Exercise aim:
Select and copy out every line in the records containing "StoreId".

Stored data:
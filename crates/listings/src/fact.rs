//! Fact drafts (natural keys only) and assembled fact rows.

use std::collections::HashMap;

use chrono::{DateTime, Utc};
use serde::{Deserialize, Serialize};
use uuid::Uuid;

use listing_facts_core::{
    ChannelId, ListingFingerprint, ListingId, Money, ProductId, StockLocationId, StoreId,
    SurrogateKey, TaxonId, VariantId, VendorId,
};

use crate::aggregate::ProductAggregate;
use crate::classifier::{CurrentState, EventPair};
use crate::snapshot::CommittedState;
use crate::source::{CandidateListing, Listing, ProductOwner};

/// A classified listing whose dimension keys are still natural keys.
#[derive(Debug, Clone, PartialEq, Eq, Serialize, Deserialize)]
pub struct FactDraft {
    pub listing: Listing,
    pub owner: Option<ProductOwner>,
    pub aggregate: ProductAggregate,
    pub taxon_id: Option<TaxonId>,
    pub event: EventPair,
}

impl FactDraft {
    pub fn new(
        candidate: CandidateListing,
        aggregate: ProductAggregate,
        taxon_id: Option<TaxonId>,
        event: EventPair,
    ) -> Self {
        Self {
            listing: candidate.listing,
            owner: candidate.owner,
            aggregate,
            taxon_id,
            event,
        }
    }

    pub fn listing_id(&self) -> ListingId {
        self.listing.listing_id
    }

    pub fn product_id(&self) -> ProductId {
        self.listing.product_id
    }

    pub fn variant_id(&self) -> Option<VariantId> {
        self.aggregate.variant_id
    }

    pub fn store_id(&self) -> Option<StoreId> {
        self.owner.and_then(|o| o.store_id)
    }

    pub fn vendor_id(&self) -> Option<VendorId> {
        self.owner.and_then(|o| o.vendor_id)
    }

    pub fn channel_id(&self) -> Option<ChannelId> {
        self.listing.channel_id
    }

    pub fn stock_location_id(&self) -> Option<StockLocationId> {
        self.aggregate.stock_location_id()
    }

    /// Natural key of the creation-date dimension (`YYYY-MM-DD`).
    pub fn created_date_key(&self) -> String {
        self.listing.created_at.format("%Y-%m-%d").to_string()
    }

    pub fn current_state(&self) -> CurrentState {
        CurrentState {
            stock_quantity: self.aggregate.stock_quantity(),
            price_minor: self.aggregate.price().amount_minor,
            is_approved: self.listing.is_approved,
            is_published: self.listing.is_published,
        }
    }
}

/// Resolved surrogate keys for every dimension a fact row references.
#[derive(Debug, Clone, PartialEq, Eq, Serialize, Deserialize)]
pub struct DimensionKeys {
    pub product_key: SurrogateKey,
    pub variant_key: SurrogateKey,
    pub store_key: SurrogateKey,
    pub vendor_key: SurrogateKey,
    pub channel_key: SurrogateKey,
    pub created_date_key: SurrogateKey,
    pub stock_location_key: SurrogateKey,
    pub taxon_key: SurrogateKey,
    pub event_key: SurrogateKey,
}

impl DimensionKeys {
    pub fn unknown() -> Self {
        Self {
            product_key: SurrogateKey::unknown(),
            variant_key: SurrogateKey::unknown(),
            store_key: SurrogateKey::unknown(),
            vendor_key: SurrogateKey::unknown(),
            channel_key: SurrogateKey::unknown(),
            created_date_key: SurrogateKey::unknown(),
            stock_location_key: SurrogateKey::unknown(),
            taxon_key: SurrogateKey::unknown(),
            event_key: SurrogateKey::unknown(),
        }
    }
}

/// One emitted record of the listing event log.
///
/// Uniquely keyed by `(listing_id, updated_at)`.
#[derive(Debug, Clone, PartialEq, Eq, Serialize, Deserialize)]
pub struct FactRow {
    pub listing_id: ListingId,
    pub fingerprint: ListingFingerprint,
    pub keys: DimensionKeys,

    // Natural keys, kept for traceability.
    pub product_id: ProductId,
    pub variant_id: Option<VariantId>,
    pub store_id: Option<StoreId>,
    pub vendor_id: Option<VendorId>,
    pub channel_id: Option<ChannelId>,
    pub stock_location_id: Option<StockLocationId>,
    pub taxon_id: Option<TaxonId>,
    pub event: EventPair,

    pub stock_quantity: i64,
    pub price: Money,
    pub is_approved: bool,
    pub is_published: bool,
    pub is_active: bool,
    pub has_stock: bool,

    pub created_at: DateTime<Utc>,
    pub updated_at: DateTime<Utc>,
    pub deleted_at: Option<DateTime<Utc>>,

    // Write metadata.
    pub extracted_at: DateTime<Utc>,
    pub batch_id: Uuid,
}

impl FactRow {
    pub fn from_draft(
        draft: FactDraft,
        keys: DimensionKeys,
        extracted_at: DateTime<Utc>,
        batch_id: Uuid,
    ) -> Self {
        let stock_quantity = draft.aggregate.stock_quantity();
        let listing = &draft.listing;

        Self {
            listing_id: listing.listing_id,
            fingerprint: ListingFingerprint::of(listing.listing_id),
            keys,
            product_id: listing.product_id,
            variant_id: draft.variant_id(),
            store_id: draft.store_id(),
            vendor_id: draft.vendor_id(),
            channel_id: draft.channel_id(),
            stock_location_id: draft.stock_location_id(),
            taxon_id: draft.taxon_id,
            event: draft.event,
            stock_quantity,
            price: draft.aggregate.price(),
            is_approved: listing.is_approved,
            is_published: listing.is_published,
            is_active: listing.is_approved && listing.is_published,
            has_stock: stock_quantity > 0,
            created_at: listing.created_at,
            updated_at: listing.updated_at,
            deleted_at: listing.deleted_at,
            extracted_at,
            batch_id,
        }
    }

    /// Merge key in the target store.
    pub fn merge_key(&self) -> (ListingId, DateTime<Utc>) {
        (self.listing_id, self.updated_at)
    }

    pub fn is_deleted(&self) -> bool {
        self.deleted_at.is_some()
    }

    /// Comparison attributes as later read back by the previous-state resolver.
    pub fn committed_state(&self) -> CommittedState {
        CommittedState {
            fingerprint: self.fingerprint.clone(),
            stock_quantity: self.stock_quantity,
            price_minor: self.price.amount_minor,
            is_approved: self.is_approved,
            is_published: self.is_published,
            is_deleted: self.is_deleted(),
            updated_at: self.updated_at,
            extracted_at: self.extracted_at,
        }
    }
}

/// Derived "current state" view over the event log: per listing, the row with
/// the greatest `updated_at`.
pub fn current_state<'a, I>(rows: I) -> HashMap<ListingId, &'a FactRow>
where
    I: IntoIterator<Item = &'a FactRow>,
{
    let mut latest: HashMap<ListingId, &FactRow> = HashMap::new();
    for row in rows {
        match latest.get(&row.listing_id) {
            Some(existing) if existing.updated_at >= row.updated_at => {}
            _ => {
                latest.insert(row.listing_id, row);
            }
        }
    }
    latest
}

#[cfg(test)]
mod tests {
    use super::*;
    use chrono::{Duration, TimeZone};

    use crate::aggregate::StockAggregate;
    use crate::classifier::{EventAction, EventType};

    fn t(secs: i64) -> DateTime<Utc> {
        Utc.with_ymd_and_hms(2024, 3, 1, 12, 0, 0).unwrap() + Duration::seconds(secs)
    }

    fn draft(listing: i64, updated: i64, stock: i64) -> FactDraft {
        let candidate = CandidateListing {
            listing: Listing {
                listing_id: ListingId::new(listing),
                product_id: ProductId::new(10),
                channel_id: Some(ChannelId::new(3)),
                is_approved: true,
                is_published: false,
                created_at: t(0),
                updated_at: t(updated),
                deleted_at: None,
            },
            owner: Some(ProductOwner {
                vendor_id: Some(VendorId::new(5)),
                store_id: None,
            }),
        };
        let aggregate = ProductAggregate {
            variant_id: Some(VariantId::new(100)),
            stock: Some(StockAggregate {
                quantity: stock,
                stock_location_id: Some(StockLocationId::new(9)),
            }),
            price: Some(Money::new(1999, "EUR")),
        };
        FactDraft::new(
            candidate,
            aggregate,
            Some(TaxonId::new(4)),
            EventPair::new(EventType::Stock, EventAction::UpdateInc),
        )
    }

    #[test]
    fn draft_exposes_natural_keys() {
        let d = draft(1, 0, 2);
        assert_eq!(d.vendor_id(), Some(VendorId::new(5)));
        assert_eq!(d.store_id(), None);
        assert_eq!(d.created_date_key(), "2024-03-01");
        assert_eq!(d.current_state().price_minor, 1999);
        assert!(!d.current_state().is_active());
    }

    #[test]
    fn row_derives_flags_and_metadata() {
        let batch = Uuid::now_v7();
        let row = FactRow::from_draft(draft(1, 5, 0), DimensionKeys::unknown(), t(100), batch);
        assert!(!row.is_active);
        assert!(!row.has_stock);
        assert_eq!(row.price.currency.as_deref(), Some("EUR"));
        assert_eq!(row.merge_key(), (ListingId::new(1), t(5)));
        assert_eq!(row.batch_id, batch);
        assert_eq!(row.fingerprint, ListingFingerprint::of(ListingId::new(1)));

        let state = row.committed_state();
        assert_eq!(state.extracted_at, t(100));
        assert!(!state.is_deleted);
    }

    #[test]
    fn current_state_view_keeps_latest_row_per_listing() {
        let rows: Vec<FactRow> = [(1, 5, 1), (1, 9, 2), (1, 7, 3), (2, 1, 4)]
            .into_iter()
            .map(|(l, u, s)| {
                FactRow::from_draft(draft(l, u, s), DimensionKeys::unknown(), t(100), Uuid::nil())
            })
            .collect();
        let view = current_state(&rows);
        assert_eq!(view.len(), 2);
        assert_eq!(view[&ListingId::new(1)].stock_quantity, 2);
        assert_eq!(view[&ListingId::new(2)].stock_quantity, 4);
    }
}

Task output:
    ChannelId, ListingFingerprint, ListingId, Money, ProductId, StockLocationId, StoreId,
    pub fn store_id(&self) -> Option<StoreId> {
    pub store_id: Option<StoreId>,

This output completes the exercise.